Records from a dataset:
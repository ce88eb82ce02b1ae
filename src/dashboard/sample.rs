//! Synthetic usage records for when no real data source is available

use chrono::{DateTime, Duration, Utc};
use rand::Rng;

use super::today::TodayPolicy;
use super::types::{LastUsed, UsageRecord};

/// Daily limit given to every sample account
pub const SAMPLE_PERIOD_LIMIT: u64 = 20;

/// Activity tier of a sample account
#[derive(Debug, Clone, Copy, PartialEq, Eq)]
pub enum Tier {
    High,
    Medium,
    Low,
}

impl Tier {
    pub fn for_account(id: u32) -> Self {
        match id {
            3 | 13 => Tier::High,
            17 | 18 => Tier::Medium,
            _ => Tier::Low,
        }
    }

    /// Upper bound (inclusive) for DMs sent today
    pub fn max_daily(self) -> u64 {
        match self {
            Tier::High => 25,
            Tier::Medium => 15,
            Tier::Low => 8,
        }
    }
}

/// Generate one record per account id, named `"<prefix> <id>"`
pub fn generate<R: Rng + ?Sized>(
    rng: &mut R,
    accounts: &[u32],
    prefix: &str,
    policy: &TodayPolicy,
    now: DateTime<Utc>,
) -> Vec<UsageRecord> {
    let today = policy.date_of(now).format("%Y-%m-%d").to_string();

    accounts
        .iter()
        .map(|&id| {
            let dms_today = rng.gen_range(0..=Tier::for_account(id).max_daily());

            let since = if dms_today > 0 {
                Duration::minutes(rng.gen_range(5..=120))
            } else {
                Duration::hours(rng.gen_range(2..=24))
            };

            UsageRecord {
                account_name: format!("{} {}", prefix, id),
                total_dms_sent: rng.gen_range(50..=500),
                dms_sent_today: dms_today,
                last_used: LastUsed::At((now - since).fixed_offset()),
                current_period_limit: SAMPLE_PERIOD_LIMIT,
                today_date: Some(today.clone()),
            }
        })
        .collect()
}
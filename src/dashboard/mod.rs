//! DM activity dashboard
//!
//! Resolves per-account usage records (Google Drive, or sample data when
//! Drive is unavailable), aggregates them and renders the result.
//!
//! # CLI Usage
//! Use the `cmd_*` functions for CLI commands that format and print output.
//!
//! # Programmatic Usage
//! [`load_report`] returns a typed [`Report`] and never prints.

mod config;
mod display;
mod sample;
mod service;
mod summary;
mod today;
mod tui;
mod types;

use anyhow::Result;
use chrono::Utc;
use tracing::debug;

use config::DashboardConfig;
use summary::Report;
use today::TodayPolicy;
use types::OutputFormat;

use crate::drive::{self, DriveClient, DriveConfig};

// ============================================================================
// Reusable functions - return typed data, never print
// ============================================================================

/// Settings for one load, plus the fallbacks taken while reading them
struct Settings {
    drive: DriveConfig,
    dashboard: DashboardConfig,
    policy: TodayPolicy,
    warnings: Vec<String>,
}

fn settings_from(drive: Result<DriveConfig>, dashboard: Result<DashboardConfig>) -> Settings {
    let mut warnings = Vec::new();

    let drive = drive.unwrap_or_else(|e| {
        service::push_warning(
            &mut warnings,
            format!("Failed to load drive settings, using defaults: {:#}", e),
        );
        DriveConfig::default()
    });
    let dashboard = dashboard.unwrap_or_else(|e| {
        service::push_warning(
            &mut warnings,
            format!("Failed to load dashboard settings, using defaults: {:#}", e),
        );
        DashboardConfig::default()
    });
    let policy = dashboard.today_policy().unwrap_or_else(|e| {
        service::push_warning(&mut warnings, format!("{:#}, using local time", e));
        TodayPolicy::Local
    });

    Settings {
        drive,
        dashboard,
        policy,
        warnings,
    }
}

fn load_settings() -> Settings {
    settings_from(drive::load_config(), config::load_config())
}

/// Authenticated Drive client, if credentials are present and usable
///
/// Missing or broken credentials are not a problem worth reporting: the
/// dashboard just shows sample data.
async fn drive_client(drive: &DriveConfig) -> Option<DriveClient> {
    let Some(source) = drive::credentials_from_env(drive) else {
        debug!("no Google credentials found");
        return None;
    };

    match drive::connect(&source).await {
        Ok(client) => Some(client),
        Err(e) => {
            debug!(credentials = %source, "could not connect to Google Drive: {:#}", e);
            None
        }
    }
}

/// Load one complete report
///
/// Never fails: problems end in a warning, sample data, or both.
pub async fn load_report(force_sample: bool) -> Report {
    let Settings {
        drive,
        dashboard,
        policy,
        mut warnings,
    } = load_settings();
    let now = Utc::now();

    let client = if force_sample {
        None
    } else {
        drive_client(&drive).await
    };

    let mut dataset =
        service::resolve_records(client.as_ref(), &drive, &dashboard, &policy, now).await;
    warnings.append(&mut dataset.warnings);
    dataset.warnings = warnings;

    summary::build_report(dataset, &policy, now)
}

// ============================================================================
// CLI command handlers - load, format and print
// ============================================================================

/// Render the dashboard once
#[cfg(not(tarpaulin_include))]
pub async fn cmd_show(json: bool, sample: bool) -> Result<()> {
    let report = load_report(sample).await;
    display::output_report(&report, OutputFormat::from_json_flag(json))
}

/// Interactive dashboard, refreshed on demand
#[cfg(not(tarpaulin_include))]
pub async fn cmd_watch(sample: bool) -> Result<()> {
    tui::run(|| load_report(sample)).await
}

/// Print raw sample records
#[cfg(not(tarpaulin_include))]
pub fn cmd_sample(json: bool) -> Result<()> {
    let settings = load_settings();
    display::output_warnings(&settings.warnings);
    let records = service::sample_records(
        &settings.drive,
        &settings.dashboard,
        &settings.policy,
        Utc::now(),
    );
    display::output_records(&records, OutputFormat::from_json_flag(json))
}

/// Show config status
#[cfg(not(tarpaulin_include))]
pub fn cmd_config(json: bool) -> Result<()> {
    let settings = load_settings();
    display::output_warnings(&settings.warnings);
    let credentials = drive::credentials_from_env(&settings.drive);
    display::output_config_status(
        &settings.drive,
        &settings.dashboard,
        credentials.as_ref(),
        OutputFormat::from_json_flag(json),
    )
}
---
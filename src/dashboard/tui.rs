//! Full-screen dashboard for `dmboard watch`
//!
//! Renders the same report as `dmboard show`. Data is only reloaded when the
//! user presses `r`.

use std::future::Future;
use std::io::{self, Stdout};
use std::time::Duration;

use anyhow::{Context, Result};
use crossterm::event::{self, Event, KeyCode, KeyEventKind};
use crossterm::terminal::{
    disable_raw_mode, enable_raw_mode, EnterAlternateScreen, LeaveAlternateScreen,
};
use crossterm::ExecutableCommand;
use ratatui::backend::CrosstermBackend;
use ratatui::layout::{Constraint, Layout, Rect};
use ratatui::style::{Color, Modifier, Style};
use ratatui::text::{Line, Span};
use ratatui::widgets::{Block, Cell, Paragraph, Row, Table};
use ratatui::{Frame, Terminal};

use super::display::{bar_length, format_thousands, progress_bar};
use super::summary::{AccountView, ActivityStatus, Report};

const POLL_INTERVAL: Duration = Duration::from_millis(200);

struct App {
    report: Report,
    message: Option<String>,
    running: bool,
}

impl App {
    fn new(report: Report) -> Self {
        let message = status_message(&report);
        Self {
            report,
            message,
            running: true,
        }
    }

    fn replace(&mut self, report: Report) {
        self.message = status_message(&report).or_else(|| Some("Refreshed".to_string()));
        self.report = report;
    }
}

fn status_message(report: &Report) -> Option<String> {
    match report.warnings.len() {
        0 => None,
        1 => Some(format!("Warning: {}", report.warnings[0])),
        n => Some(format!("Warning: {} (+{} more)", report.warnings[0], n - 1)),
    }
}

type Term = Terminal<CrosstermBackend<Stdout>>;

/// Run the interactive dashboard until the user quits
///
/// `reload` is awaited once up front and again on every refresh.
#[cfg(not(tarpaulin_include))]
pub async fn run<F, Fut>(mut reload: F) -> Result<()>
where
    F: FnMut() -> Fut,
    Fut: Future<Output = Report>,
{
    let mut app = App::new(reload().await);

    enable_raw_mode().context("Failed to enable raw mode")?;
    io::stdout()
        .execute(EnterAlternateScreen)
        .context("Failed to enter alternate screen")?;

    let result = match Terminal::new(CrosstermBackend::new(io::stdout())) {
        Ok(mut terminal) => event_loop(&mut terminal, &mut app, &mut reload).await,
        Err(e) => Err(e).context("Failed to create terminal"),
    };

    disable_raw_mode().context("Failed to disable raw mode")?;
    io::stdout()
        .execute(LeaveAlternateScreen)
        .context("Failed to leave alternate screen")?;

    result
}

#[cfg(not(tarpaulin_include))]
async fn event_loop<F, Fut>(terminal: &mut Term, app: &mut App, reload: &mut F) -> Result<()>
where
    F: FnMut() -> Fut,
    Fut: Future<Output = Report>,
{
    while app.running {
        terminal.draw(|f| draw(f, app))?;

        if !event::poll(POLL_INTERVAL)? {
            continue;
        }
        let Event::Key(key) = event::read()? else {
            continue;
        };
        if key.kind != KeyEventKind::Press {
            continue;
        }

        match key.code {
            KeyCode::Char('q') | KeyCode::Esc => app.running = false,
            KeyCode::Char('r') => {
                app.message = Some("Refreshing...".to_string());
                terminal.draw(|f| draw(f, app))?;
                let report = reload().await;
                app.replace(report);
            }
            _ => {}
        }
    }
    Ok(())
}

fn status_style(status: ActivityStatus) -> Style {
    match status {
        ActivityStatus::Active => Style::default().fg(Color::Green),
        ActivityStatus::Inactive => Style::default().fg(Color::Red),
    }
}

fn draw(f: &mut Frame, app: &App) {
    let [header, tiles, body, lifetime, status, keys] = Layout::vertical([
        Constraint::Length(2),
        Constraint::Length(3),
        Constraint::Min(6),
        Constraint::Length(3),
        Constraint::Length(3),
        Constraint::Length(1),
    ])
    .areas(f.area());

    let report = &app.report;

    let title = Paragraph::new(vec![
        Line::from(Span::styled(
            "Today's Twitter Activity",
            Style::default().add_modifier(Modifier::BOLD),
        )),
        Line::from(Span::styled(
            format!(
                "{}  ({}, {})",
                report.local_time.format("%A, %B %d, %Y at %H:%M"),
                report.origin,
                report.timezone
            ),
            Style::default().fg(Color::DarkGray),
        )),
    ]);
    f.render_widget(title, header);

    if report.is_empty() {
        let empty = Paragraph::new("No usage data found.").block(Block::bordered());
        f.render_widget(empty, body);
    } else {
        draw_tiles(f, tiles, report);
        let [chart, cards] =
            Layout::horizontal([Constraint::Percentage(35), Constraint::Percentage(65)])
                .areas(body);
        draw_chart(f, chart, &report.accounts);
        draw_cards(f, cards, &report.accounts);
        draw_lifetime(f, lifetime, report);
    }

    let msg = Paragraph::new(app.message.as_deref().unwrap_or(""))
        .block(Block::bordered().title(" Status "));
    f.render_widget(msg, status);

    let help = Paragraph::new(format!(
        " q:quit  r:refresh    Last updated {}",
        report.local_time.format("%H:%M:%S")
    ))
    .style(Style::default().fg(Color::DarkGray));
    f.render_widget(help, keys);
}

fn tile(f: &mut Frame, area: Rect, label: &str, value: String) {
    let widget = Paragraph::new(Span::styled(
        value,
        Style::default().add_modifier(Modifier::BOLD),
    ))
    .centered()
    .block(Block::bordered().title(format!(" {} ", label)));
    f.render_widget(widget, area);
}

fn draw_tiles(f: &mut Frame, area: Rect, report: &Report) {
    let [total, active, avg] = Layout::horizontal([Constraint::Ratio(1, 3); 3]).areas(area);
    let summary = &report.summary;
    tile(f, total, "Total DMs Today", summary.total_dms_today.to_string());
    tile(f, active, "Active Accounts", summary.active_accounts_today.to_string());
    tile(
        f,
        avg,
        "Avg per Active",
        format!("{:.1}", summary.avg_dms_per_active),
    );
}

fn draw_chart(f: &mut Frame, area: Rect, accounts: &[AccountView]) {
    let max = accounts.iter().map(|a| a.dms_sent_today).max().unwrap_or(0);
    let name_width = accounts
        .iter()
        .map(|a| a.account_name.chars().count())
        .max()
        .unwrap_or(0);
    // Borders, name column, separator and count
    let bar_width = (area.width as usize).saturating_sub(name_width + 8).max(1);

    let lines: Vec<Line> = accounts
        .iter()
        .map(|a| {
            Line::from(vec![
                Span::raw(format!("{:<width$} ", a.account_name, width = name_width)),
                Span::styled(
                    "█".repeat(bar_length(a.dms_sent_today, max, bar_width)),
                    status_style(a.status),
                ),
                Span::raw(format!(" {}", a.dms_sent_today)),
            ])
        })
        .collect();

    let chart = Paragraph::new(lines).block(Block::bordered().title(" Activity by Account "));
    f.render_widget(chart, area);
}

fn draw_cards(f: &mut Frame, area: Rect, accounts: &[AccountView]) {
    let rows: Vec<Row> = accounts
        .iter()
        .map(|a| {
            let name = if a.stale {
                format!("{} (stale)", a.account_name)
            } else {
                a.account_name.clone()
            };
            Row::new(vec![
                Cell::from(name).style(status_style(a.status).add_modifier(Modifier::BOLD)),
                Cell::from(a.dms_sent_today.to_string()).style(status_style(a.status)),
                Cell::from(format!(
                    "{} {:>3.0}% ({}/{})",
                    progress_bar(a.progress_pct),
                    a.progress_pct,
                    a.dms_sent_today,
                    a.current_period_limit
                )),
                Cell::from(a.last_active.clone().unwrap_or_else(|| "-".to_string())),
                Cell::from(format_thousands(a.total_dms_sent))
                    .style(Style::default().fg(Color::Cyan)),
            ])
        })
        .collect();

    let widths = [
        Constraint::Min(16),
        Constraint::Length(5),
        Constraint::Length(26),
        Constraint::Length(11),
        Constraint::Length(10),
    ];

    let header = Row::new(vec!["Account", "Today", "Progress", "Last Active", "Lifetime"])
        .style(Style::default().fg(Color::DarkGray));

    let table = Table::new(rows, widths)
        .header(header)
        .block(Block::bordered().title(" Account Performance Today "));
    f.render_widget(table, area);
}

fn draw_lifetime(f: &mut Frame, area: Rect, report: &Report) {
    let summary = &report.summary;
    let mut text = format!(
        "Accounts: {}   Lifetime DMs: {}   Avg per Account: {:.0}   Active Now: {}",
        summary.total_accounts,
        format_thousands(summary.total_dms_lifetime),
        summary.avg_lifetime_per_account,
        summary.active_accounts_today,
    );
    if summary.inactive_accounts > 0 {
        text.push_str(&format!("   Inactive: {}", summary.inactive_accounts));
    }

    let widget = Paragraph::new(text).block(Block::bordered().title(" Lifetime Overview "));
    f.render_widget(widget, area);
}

● WHAT YOU NEED TO DO: Among the records, find the lines that contain "body" and copy each of them.

● EXERCISE ANSWER:
    let [header, tiles, body, lifetime, status, keys] = Layout::vertical([
        f.render_widget(empty, body);
                .areas(body);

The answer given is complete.